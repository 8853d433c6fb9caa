use serde::{Deserialize, Serialize};

/// Billing account on the external ad platform. Read-only.
#[derive(Debug, Clone, PartialEq, Serialize, Deserialize)]
#[serde(rename_all = "camelCase")]
pub struct AdAccount {
    pub id: String,
    pub name: String,
    #[serde(default)]
    pub currency: Option<String>,
    #[serde(default)]
    pub status: Option<String>,
}

/// Campaign on the external ad platform. Read-only.
#[derive(Debug, Clone, PartialEq, Serialize, Deserialize)]
#[serde(rename_all = "camelCase")]
pub struct Campaign {
    pub id: String,
    pub name: String,
    #[serde(default)]
    pub objective: Option<String>,
    #[serde(default)]
    pub status: Option<String>,
}
//! Product catalog search for the product picker.
//!
//! Searches are debounced per session; see `debounce::SearchDebouncer`.

pub mod debounce;
pub mod handlers;

use serde::Serialize;
use tracing::{debug, error};
use uuid::Uuid;

use crate::catalog::debounce::Debounced;
use crate::errors::AppError;
use crate::models::catalog::Product;
use crate::session::{Banner, SessionStore};
use crate::upstream::StudioBackend;

pub const DEFAULT_SEARCH_LIMIT: u32 = 20;
pub const MAX_SEARCH_LIMIT: u32 = 50;

pub fn clamp_limit(limit: Option<u32>) -> u32 {
    limit
        .unwrap_or(DEFAULT_SEARCH_LIMIT)
        .clamp(1, MAX_SEARCH_LIMIT)
}

#[derive(Debug, Clone, Serialize)]
pub struct SearchResults {
    /// A newer search replaced this one. The picker keeps what it is showing.
    pub superseded: bool,
    pub products: Vec<Product>,
    pub has_more: bool,
}

impl SearchResults {
    fn superseded() -> Self {
        Self {
            superseded: true,
            products: Vec::new(),
            has_more: false,
        }
    }
}

pub async fn search(
    sessions: &SessionStore,
    backend: &dyn StudioBackend,
    session_id: Uuid,
    query: &str,
    limit: Option<u32>,
) -> Result<SearchResults, AppError> {
    let (shop_id, debouncer) = sessions
        .read(session_id, |s| (s.shop_id.clone(), s.search.clone()))
        .await?;
    let query = query.trim();
    let limit = clamp_limit(limit);

    let outcome = debouncer
        .run(|| backend.search_products(&shop_id, query, limit))
        .await;

    match outcome {
        Ok(Debounced::Fresh(page)) => {
            debug!(
                "Search '{}' for shop {} returned {} products",
                query,
                shop_id,
                page.products.len()
            );
            Ok(SearchResults {
                superseded: false,
                products: page.products,
                has_more: page.has_more,
            })
        }
        Ok(Debounced::Superseded) => Ok(SearchResults::superseded()),
        Err(err) => {
            error!(component = "catalog", "Product search failed: {err}");
            let message = err.user_message();
            sessions
                .update(session_id, |s| {
                    s.banner = Some(Banner::error(message.clone()));
                    Ok(())
                })
                .await?;
            Err(AppError::Upstream(message))
        }
    }
}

===

• _How to complete this task_:
What is needed is every line of the records above that contains the word "picker".

• _Exercise solution_:
//! Product catalog search for the product picker.
    /// A newer search replaced this one. The picker keeps what it is showing.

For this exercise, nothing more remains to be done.